Transcribe the data below in full, exactly.

[Dataset entries]
====================
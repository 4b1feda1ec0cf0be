//! Backup command - Push the full journal to Google Drive

use anyhow::Result;
use clap::Args;

use painlog_core::config::Config;
use painlog_core::usecases::Backup;

use crate::commands::{build_remote, build_session, open_store};
use crate::output::{get_formatter, OutputFormat};

#[derive(Debug, Args)]
pub struct BackupCommand {}

impl BackupCommand {
    pub async fn execute(&self, format: OutputFormat, config: &Config) -> Result<()> {
        let formatter = get_formatter(format);
        let store = open_store(config).await?;
        let session = build_session(config);
        let (remote, provisioner) = build_remote(config, store.clone());

        let usecase = Backup::new(store, remote, session, provisioner);
        match usecase.execute().await {
            Ok(()) => {
                formatter.success("Backup completed");
                Ok(())
            }
            Err(e) => {
                formatter.error(&e.user_message());
                Ok(())
            }
        }
    }
}
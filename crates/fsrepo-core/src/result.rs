use crate::lifecycle::BulkKind;
use serde::Serialize;
use std::fmt;

#[derive(Debug, Clone, Copy, PartialEq, Eq, Serialize)]
#[serde(rename_all = "lowercase")]
pub enum LogSeverity {
    Info,
    Warning,
    Error,
}

impl fmt::Display for LogSeverity {
    fn fmt(&self, f: &mut fmt::Formatter<'_>) -> fmt::Result {
        match self {
            LogSeverity::Info => write!(f, "info"),
            LogSeverity::Warning => write!(f, "warning"),
            LogSeverity::Error => write!(f, "error"),
        }
    }
}

/// One progress message from a repository operation.
#[derive(Debug, Clone, PartialEq, Eq, Serialize)]
pub struct LogEntry {
    pub severity: LogSeverity,
    pub message: String,
    pub timestamp: String,
}

impl LogEntry {
    pub fn new(severity: LogSeverity, message: impl Into<String>) -> Self {
        Self {
            severity,
            message: message.into(),
            timestamp: chrono::Utc::now().to_rfc3339(),
        }
    }

    pub fn info(message: impl Into<String>) -> Self {
        Self::new(LogSeverity::Info, message)
    }

    pub fn warning(message: impl Into<String>) -> Self {
        Self::new(LogSeverity::Warning, message)
    }

    pub fn error(message: impl Into<String>) -> Self {
        Self::new(LogSeverity::Error, message)
    }
}

impl fmt::Display for LogEntry {
    fn fmt(&self, f: &mut fmt::Formatter<'_>) -> fmt::Result {
        write!(f, "[{}] {}", self.severity, self.message)
    }
}

/// Outcome of a store-all or restore-all call.
///
/// Keeps warnings and errors in the order they were logged. Informational
/// entries only go to the progress handler. Once an error is logged the
/// result stays unsuccessful.
#[derive(Debug, Clone, Serialize)]
pub struct RepositoryActionResult {
    success: bool,
    entries: Vec<LogEntry>,
}

impl Default for RepositoryActionResult {
    fn default() -> Self {
        Self {
            success: true,
            entries: Vec::new(),
        }
    }
}

impl RepositoryActionResult {
    pub(crate) fn new() -> Self {
        Self::default()
    }

    /// The contention outcome: another bulk operation holds the repository.
    pub(crate) fn already_running(kind: BulkKind) -> Self {
        let mut result = Self::new();
        result.log_error(format!(
            "cannot start {kind}: a store-all or restore-all operation is already running"
        ));
        result
    }

    pub(crate) fn log(&mut self, entry: LogEntry) {
        match entry.severity {
            LogSeverity::Info => {}
            LogSeverity::Warning => self.entries.push(entry),
            LogSeverity::Error => {
                self.success = false;
                self.entries.push(entry);
            }
        }
    }

    pub(crate) fn log_error(&mut self, message: impl Into<String>) {
        self.log(LogEntry::error(message));
    }

    #[inline]
    pub fn success(&self) -> bool {
        self.success
    }

    /// Warnings and errors, in logging order.
    pub fn entries(&self) -> &[LogEntry] {
        &self.entries
    }

    pub fn errors(&self) -> impl Iterator<Item = &LogEntry> {
        self.entries
            .iter()
            .filter(|e| e.severity == LogSeverity::Error)
    }

    pub fn warnings(&self) -> impl Iterator<Item = &LogEntry> {
        self.entries
            .iter()
            .filter(|e| e.severity == LogSeverity::Warning)
    }

    pub fn error_count(&self) -> usize {
        self.errors().count()
    }

    pub fn warning_count(&self) -> usize {
        self.warnings().count()
    }
}

#[cfg(test)]
mod tests {
    use super::*;

    #[test]
    fn new_result_is_successful() {
        let r = RepositoryActionResult::new();
        assert!(r.success());
        assert!(r.entries().is_empty());
    }

    #[test]
    fn warnings_keep_success() {
        let mut r = RepositoryActionResult::new();
        r.log(LogEntry::warning("skipped"));
        assert!(r.success());
        assert_eq!(r.warning_count(), 1);
        assert_eq!(r.error_count(), 0);
    }

    #[test]
    fn error_flips_success_permanently() {
        let mut r = RepositoryActionResult::new();
        r.log_error("boom");
        assert!(!r.success());
        r.log(LogEntry::warning("later"));
        r.log(LogEntry::info("fine"));
        assert!(!r.success());
        assert_eq!(r.error_count(), 1);
    }

    #[test]
    fn info_is_not_retained() {
        let mut r = RepositoryActionResult::new();
        r.log(LogEntry::info("stored"));
        assert!(r.entries().is_empty());
    }

    #[test]
    fn entries_preserve_order() {
        let mut r = RepositoryActionResult::new();
        r.log(LogEntry::warning("first"));
        r.log_error("second");
        r.log(LogEntry::warning("third"));
        let messages: Vec<_> = r.entries().iter().map(|e| e.message.as_str()).collect();
        assert_eq!(messages, vec!["first", "second", "third"]);
    }

    #[test]
    fn already_running_is_failed() {
        let r = RepositoryActionResult::already_running(BulkKind::RestoreAll);
        assert!(!r.success());
        assert!(r.errors().next().unwrap().message.contains("already running"));
    }

    #[test]
    fn serializes_severity_lowercase() {
        let mut r = RepositoryActionResult::new();
        r.log_error("x");
        let json = serde_json::to_string(&r).unwrap();
        assert!(json.contains("\"severity\":\"error\""));
        assert!(json.contains("\"success\":false"));
    }

    #[test]
    fn entry_display() {
        assert_eq!(LogEntry::warning("careful").to_string(), "[warning] careful");
    }
}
====================
**Exercise solution**.
repository 4b1feda1ec0cf0be
//! Backup command - Push the full journal to Google Drive

use anyhow::Result;
use clap::Args;

use painlog_core::config::Config;
use painlog_core::usecases::Backup;

use crate::commands::{build_remote, build_session, open_store};
use crate::output::{get_formatter, OutputFormat};

#[derive(Debug, Args)]
pub struct BackupCommand {}

impl BackupCommand {
    pub async fn execute(&self, format: OutputFormat, config: &Config) -> Result<()> {
        let formatter = get_formatter(format);
        let store = open_store(config).await?;
        let session = build_session(config);
        let (remote, provisioner) = build_remote(config, store.clone());

        let usecase = Backup::new(store, remote, session, provisioner);
        match usecase.execute().await {
            Ok(()) => {
                formatter.success("Backup completed");
                Ok(())
            }
            Err(e) => {
                formatter.error(&e.user_message());
                Ok(())
            }
        }
    }
}
filename crates/fsrepo-core/src/result.rs
use crate::lifecycle::BulkKind;
use serde::Serialize;
use std::fmt;

#[derive(Debug, Clone, Copy, PartialEq, Eq, Serialize)]
#[serde(rename_all = "lowercase")]
pub enum LogSeverity {
    Info,
    Warning,
    Error,
}

impl fmt::Display for LogSeverity {
    fn fmt(&self, f: &mut fmt::Formatter<'_>) -> fmt::Result {
        match self {
            LogSeverity::Info => write!(f, "info"),
            LogSeverity::Warning => write!(f, "warning"),
            LogSeverity::Error => write!(f, "error"),
        }
    }
}

/// One progress message from a repository operation.
#[derive(Debug, Clone, PartialEq, Eq, Serialize)]
pub struct LogEntry {
    pub severity: LogSeverity,
    pub message: String,
    pub timestamp: String,
}

impl LogEntry {
    pub fn new(severity: LogSeverity, message: impl Into<String>) -> Self {
        Self {
            severity,
            message: message.into(),
            timestamp: chrono::Utc::now().to_rfc3339(),
        }
    }

    pub fn info(message: impl Into<String>) -> Self {
        Self::new(LogSeverity::Info, message)
    }

    pub fn warning(message: impl Into<String>) -> Self {
        Self::new(LogSeverity::Warning, message)
    }

    pub fn error(message: impl Into<String>) -> Self {
        Self::new(LogSeverity::Error, message)
    }
}

impl fmt::Display for LogEntry {
    fn fmt(&self, f: &mut fmt::Formatter<'_>) -> fmt::Result {
        write!(f, "[{}] {}", self.severity, self.message)
    }
}

/// Outcome of a store-all or restore-all call.
///
/// Keeps warnings and errors in the order they were logged. Informational
/// entries only go to the progress handler. Once an error is logged the
/// result stays unsuccessful.
#[derive(Debug, Clone, Serialize)]
pub struct RepositoryActionResult {
    success: bool,
    entries: Vec<LogEntry>,
}

impl Default for RepositoryActionResult {
    fn default() -> Self {
        Self {
            success: true,
            entries: Vec::new(),
        }
    }
}

impl RepositoryActionResult {
    pub(crate) fn new() -> Self {
        Self::default()
    }

    /// The contention outcome: another bulk operation holds the repository.
    pub(crate) fn already_running(kind: BulkKind) -> Self {
        let mut result = Self::new();
        result.log_error(format!(
            "cannot start {kind}: a store-all or restore-all operation is already running"
        ));
        result
    }

    pub(crate) fn log(&mut self, entry: LogEntry) {
        match entry.severity {
            LogSeverity::Info => {}
            LogSeverity::Warning => self.entries.push(entry),
            LogSeverity::Error => {
                self.success = false;
                self.entries.push(entry);
            }
        }
    }

    pub(crate) fn log_error(&mut self, message: impl Into<String>) {
        self.log(LogEntry::error(message));
    }

    #[inline]
    pub fn success(&self) -> bool {
        self.success
    }

    /// Warnings and errors, in logging order.
    pub fn entries(&self) -> &[LogEntry] {
        &self.entries
    }

    pub fn errors(&self) -> impl Iterator<Item = &LogEntry> {
        self.entries
            .iter()
            .filter(|e| e.severity == LogSeverity::Error)
    }

    pub fn warnings(&self) -> impl Iterator<Item = &LogEntry> {
        self.entries
            .iter()
            .filter(|e| e.severity == LogSeverity::Warning)
    }

    pub fn error_count(&self) -> usize {
        self.errors().count()
    }

    pub fn warning_count(&self) -> usize {
        self.warnings().count()
    }
}

#[cfg(test)]
mod tests {
    use super::*;

    #[test]
    fn new_result_is_successful() {
        let r = RepositoryActionResult::new();
        assert!(r.success());
        assert!(r.entries().is_empty());
    }

    #[test]
    fn warnings_keep_success() {
        let mut r = RepositoryActionResult::new();
        r.log(LogEntry::warning("skipped"));
        assert!(r.success());
        assert_eq!(r.warning_count(), 1);
        assert_eq!(r.error_count(), 0);
    }

    #[test]
    fn error_flips_success_permanently() {
        let mut r = RepositoryActionResult::new();
        r.log_error("boom");
        assert!(!r.success());
        r.log(LogEntry::warning("later"));
        r.log(LogEntry::info("fine"));
        assert!(!r.success());
        assert_eq!(r.error_count(), 1);
    }

    #[test]
    fn info_is_not_retained() {
        let mut r = RepositoryActionResult::new();
        r.log(LogEntry::info("stored"));
        assert!(r.entries().is_empty());
    }

    #[test]
    fn entries_preserve_order() {
        let mut r = RepositoryActionResult::new();
        r.log(LogEntry::warning("first"));
        r.log_error("second");
        r.log(LogEntry::warning("third"));
        let messages: Vec<_> = r.entries().iter().map(|e| e.message.as_str()).collect();
        assert_eq!(messages, vec!["first", "second", "third"]);
    }

    #[test]
    fn already_running_is_failed() {
        let r = RepositoryActionResult::already_running(BulkKind::RestoreAll);
        assert!(!r.success());
        assert!(r.errors().next().unwrap().message.contains("already running"));
    }

    #[test]
    fn serializes_severity_lowercase() {
        let mut r = RepositoryActionResult::new();
        r.log_error("x");
        let json = serde_json::to_string(&r).unwrap();
        assert!(json.contains("\"severity\":\"error\""));
        assert!(json.contains("\"success\":false"));
    }

    #[test]
    fn entry_display() {
        assert_eq!(LogEntry::warning("careful").to_string(), "[warning] careful");
    }
}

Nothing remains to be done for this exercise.